> **Information supplied**
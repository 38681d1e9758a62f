//! Secure/restore engine: two stages, one owned intermediate file
//!
//!   - `secure_file`:  validate level → encrypt to `<f>.flk` → compress to `<f>.secured` → drop `.flk`
//!   - `restore_file`: check `.secured` suffix → decompress to `<f>.flk` → decrypt to `<f>` → drop `.flk`
//!
//! Argument errors (bad level, wrong suffix, existing destination, a
//! destination that is the intermediate path) are
//! returned as-is before any file is touched. Anything failing after that is
//! wrapped in `SecureOperation` / `RestoreOperation` once the intermediate
//! file has been removed.

use std::path::{Path, PathBuf};
use std::time::{Duration, Instant};

use filelock_compress::validate_level;
use filelock_core::privacy::sanitize_path;
use filelock_core::{
    FilelockError, FilelockResult, ProgressFn, ENCRYPTED_SUFFIX, SECURED_SUFFIX,
};
use secrecy::SecretString;
use tracing::{debug, info, warn};

use crate::context::OperationContext;
use crate::fs::{append_suffix, ensure_absent, same_path};
use crate::intermediate::IntermediateFile;
use crate::stages::{
    compress_file_to, decompress_file_to, decrypt_file_to, encrypt_file_to, required_stem,
};

/// Result of a successful secure operation
#[derive(Debug, Clone)]
pub struct SecureReport {
    pub input: PathBuf,
    pub output: PathBuf,
    pub original_bytes: u64,
    /// Size of the final `.secured` container
    pub secured_bytes: u64,
    /// Compression ratio of the encrypted payload, in percent
    pub compression_ratio: f64,
    pub elapsed: Duration,
}

/// Result of a successful restore operation
#[derive(Debug, Clone)]
pub struct RestoreReport {
    pub input: PathBuf,
    pub output: PathBuf,
    pub restored_bytes: u64,
    pub elapsed: Duration,
}

/// Operation progress, for log events only
#[derive(Debug, Clone, Copy)]
enum Stage {
    Start,
    Stage1Done,
    Stage2Done,
    CleanedUp,
}

/// Secure `path` into `path.secured` with default settings.
pub fn secure_file(
    path: &Path,
    password: &SecretString,
    level: u32,
    progress: Option<&ProgressFn>,
) -> FilelockResult<SecureReport> {
    secure_file_with_context(path, password, level, progress, &OperationContext::default())
}

/// Secure with explicit output, overwrite, privacy and KDF settings.
pub fn secure_file_with_context(
    path: &Path,
    password: &SecretString,
    level: u32,
    progress: Option<&ProgressFn>,
    ctx: &OperationContext,
) -> FilelockResult<SecureReport> {
    validate_level(level)?;
    let output = ctx
        .output
        .clone()
        .unwrap_or_else(|| append_suffix(path, SECURED_SUFFIX));
    let intermediate_path = append_suffix(path, ENCRYPTED_SUFFIX);
    reject_intermediate_output(&output, &intermediate_path)?;
    ensure_absent(&output, ctx.overwrite)?;

    let shown = sanitize_path(path, ctx.privacy);
    let started = Instant::now();
    debug!(path = %shown, level, stage = ?Stage::Start, "secure");

    match run_secure(path, intermediate_path, &output, password, level, progress, ctx) {
        Ok((original_bytes, secured_bytes, compression_ratio)) => {
            let report = SecureReport {
                input: path.to_path_buf(),
                output,
                original_bytes,
                secured_bytes,
                compression_ratio,
                elapsed: started.elapsed(),
            };
            info!(
                path = %shown,
                original = report.original_bytes,
                secured = report.secured_bytes,
                ratio = report.compression_ratio,
                elapsed_ms = report.elapsed.as_millis() as u64,
                "file secured"
            );
            Ok(report)
        }
        Err(e) => {
            warn!(path = %shown, error = %e, "secure failed, intermediate removed");
            Err(FilelockError::SecureOperation {
                path: path.to_path_buf(),
                source: Box::new(e),
            })
        }
    }
}

fn run_secure(
    path: &Path,
    intermediate_path: PathBuf,
    output: &Path,
    password: &SecretString,
    level: u32,
    progress: Option<&ProgressFn>,
    ctx: &OperationContext,
) -> FilelockResult<(u64, u64, f64)> {
    let shown = sanitize_path(path, ctx.privacy);
    let intermediate = IntermediateFile::claim(intermediate_path, ctx.privacy)?;

    let encrypted = encrypt_file_to(path, intermediate.path(), password, &ctx.kdf)?;
    debug!(path = %shown, bytes = encrypted.bytes_out, stage = ?Stage::Stage1Done, "secure");

    let compressed = compress_file_to(intermediate.path(), output, level, progress)?;
    debug!(path = %shown, bytes = compressed.bytes_out, stage = ?Stage::Stage2Done, "secure");

    drop(intermediate);
    debug!(path = %shown, stage = ?Stage::CleanedUp, "secure");

    Ok((
        encrypted.bytes_in,
        compressed.bytes_out,
        compressed.ratio.unwrap_or_default(),
    ))
}

/// Restore `path` (which must end in `.secured`) with default settings.
pub fn restore_file(
    path: &Path,
    password: &SecretString,
    progress: Option<&ProgressFn>,
) -> FilelockResult<RestoreReport> {
    restore_file_with_context(path, password, progress, &OperationContext::default())
}

/// Restore with explicit output, overwrite, privacy and KDF settings.
pub fn restore_file_with_context(
    path: &Path,
    password: &SecretString,
    progress: Option<&ProgressFn>,
    ctx: &OperationContext,
) -> FilelockResult<RestoreReport> {
    let stem = required_stem(path, SECURED_SUFFIX)?;
    let output = ctx.output.clone().unwrap_or_else(|| stem.clone());
    let intermediate_path = append_suffix(&stem, ENCRYPTED_SUFFIX);
    reject_intermediate_output(&output, &intermediate_path)?;
    ensure_absent(&output, ctx.overwrite)?;

    let shown = sanitize_path(path, ctx.privacy);
    let started = Instant::now();
    debug!(path = %shown, stage = ?Stage::Start, "restore");

    match run_restore(path, intermediate_path, &output, password, progress, ctx) {
        Ok(restored_bytes) => {
            let report = RestoreReport {
                input: path.to_path_buf(),
                output,
                restored_bytes,
                elapsed: started.elapsed(),
            };
            info!(
                path = %shown,
                restored = report.restored_bytes,
                elapsed_ms = report.elapsed.as_millis() as u64,
                "file restored"
            );
            Ok(report)
        }
        Err(e) => {
            warn!(path = %shown, error = %e, "restore failed, intermediate removed");
            Err(FilelockError::RestoreOperation {
                path: path.to_path_buf(),
                source: Box::new(e),
            })
        }
    }
}

fn run_restore(
    path: &Path,
    intermediate_path: PathBuf,
    output: &Path,
    password: &SecretString,
    progress: Option<&ProgressFn>,
    ctx: &OperationContext,
) -> FilelockResult<u64> {
    let shown = sanitize_path(path, ctx.privacy);
    let intermediate = IntermediateFile::claim(intermediate_path, ctx.privacy)?;

    let decompressed = decompress_file_to(path, intermediate.path(), progress)?;
    debug!(path = %shown, bytes = decompressed.bytes_out, stage = ?Stage::Stage1Done, "restore");

    let decrypted = decrypt_file_to(intermediate.path(), output, password, &ctx.kdf)?;
    debug!(path = %shown, bytes = decrypted.bytes_out, stage = ?Stage::Stage2Done, "restore");

    drop(intermediate);
    debug!(path = %shown, stage = ?Stage::CleanedUp, "restore");

    Ok(decrypted.bytes_out)
}

/// The intermediate is deleted when the operation ends, so it can never be
/// the destination.
fn reject_intermediate_output(output: &Path, intermediate: &Path) -> FilelockResult<()> {
    if same_path(output, intermediate) {
        return Err(FilelockError::InvalidArgument(format!(
            "output {} is the intermediate file for this operation",
            output.display()
        )));
    }
    Ok(())
}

> **Task requirements**
From the entries above, copy every line that holds the word "FilelockError".

> **The answer**
    FilelockError, FilelockResult, ProgressFn, ENCRYPTED_SUFFIX, SECURED_SUFFIX,
            Err(FilelockError::SecureOperation {
            Err(FilelockError::RestoreOperation {
        return Err(FilelockError::InvalidArgument(format!(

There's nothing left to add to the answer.